Resting-state functional imaging is widely used to investigate cortical pain networks. Migraine can be experimentally modeled in rodents using cortical spreading depolarizations (CSD). Characterizing CSD-induced changes in functional connectivity and network topology is crucial to identify imaging markers of headache and trigeminovascular activation. We used wide-field intrinsic optical-signal imaging (IOSI) on optically-cleared windows in awake mice to non-invasively characterize the impact of CSDs on bihemispheric resting-state static and dynamic functional connectivity and network topology. A group of mice received chronic amitriptyline administration to examine the effect of CSD susceptibility on connectivity. After basal imaging, CSD was triggered optogenetically and confirmed by laser speckle contrast imaging. Following CSD, a subset of mice received naproxen, an analgesic medication, to modulate headache. IOSI was repeated at 30 minutes, 60 minutes, 4 hours and 24 hours after CSD. Mouse grimace scale was scored at each time point for behavioral headache documentation. We observed time-dependent changes in resting-state functional connectivity which were reversed by naproxen.
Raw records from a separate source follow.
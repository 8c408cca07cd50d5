//! Integration tests for the store order flow.
//!
//! Store contents used throughout (EUR):
//!
//! - MacBook Air M2: €1450.00, 100 in stock, second unit of each pair half price
//! - Bose QuietComfort Earbuds: €250.00, 500 in stock, every third unit free
//! - Google Pixel 7: €500.00, 250 in stock, 30% off
//!
//! Ordering 2 MacBooks, 3 earbuds and 1 Pixel costs
//! €1450 + €725 + €500 + €350 = €3025.00.

use std::rc::Rc;

use rust_decimal::Decimal;
use rusty_money::{
    Money,
    iso::{Currency, EUR},
};
use storefront::prelude::*;
use testresult::TestResult;

struct BestBuy {
    store: Store<'static>,
    macbook: ProductKey,
    earbuds: ProductKey,
    pixel: ProductKey,
}

fn eur(minor: i64) -> Money<'static, Currency> {
    Money::from_minor(minor, EUR)
}

fn best_buy() -> TestResult<BestBuy> {
    let mut store = Store::new(EUR);

    let macbook = store.add(
        Product::new("MacBook Air M2", eur(145_000), 100)?
            .with_promotion(Rc::new(Promotion::second_half_price("Second Half price!"))),
    )?;

    let earbuds = store.add(
        Product::new("Bose QuietComfort Earbuds", eur(25_000), 500)?
            .with_promotion(Rc::new(Promotion::buy_two_get_one_free("Third One Free!"))),
    )?;

    let pixel = store.add(
        Product::new("Google Pixel 7", eur(50_000), 250)?.with_promotion(Rc::new(
            Promotion::percentage_off("30% off!", Decimal::from(30))?,
        )),
    )?;

    Ok(BestBuy {
        store,
        macbook,
        earbuds,
        pixel,
    })
}

#[test]
fn order_applies_each_products_promotion() -> TestResult {
    let BestBuy {
        mut store,
        macbook,
        earbuds,
        pixel,
    } = best_buy()?;

    let total = store.order([(macbook, 2), (earbuds, 3), (pixel, 1)])?;

    assert_eq!(total, eur(302_500));
    assert_eq!(store.total_quantity(), 850 - 6);

    Ok(())
}

#[test]
fn identical_consecutive_orders_cost_the_same() -> TestResult {
    let BestBuy {
        mut store,
        macbook,
        earbuds,
        ..
    } = best_buy()?;

    let first = store.order([(macbook, 1), (earbuds, 2)])?;
    let second = store.order([(macbook, 1), (earbuds, 2)])?;

    assert_eq!(first, second);
    assert_eq!(first, eur(195_000));

    Ok(())
}

#[test]
fn failed_line_aborts_order_but_keeps_earlier_lines() -> TestResult {
    let BestBuy {
        mut store,
        macbook,
        pixel,
        ..
    } = best_buy()?;

    let result = store.order([(macbook, 2), (pixel, 251), (macbook, 1)]);

    assert_eq!(
        result,
        Err(StoreError::Line {
            index: 1,
            product: pixel,
            source: ProductError::OutOfStock {
                requested: 251,
                available: 250,
            },
        })
    );

    let macbook = store.get(macbook).ok_or("macbook missing")?;
    let pixel = store.get(pixel).ok_or("pixel missing")?;

    assert_eq!(macbook.quantity(), 98);
    assert_eq!(pixel.quantity(), 250);

    Ok(())
}

#[test]
fn sold_out_products_leave_active_products_but_count_in_total_quantity() -> TestResult {
    let BestBuy {
        mut store, pixel, ..
    } = best_buy()?;

    store.order([(pixel, 250)])?;

    let active: Vec<&str> = store
        .active_products()
        .map(|(_, product)| product.name())
        .collect();

    assert_eq!(active, ["MacBook Air M2", "Bose QuietComfort Earbuds"]);
    assert_eq!(store.total_quantity(), 600);

    assert!(matches!(
        store.order([(pixel, 1)]),
        Err(StoreError::Line {
            source: ProductError::OutOfStock { available: 0, .. },
            ..
        })
    ));

    Ok(())
}

#[test]
fn removed_products_cannot_be_ordered() -> TestResult {
    let BestBuy {
        mut store, earbuds, ..
    } = best_buy()?;

    let removed = store.remove(earbuds)?;

    assert_eq!(removed.name(), "Bose QuietComfort Earbuds");
    assert_eq!(
        store.order([(earbuds, 1)]),
        Err(StoreError::NotFound(earbuds))
    );
    assert!(matches!(
        store.remove(earbuds),
        Err(StoreError::NotFound(key)) if key == earbuds
    ));

    Ok(())
}

#[test]
fn shared_promotion_prices_every_product_it_is_attached_to() -> TestResult {
    let half_price = Rc::new(Promotion::second_half_price("Second Half price!"));
    let mut store = Store::new(EUR);

    let mouse = store.add(
        Product::new("Mouse", eur(4_000), 10)?.with_promotion(Rc::clone(&half_price)),
    )?;
    let keyboard = store.add(
        Product::new("Keyboard", eur(9_000), 10)?.with_promotion(Rc::clone(&half_price)),
    )?;

    assert_eq!(Rc::strong_count(&half_price), 3);
    assert_eq!(store.order([(mouse, 2), (keyboard, 2)])?, eur(6_000 + 13_500));

    let previous = store
        .get_mut(keyboard)
        .ok_or("keyboard missing")?
        .set_promotion(None);

    assert!(previous.is_some_and(|promotion| Rc::ptr_eq(&promotion, &half_price)));
    assert_eq!(store.order([(keyboard, 2)])?, eur(18_000));

    Ok(())
}

#[test]
fn checkout_itemises_the_order() -> TestResult {
    let BestBuy {
        mut store,
        macbook,
        pixel,
        ..
    } = best_buy()?;

    let receipt = store.checkout([OrderLine::new(macbook, 2), OrderLine::new(pixel, 1)])?;

    assert_eq!(receipt.subtotal(), eur(340_000));
    assert_eq!(receipt.total(), eur(252_500));
    assert_eq!(receipt.savings()?, eur(87_500));

    let promotions: Vec<Option<&str>> = receipt
        .lines()
        .iter()
        .map(ReceiptLine::promotion)
        .collect();

    assert_eq!(promotions, [Some("Second Half price!"), Some("30% off!")]);

    Ok(())
}

#[test]
fn empty_order_costs_nothing() -> TestResult {
    let BestBuy { mut store, .. } = best_buy()?;

    assert_eq!(store.order(Vec::<OrderLine>::new())?, eur(0));

    Ok(())
}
Network analysis with graph-theoretical methods revealed barrel and retrosplenial cortices as potential key players in trigeminal pain processing after CSD. Dynamic functional connectivity analysis demonstrated functional connectivity states, with fractional occupancy and mean dwell time of these states showing distinct CSD-dependent alterations in different groups. A support vector machine was utilized to predict CSD-mediated dynamic connectivity changes in controls. Our results bring insight into how headache pain after cortical spreading depression impacts resting-state cortical functional connectivity and how this functional reorganization is influenced by acute and chronic medications for migraine.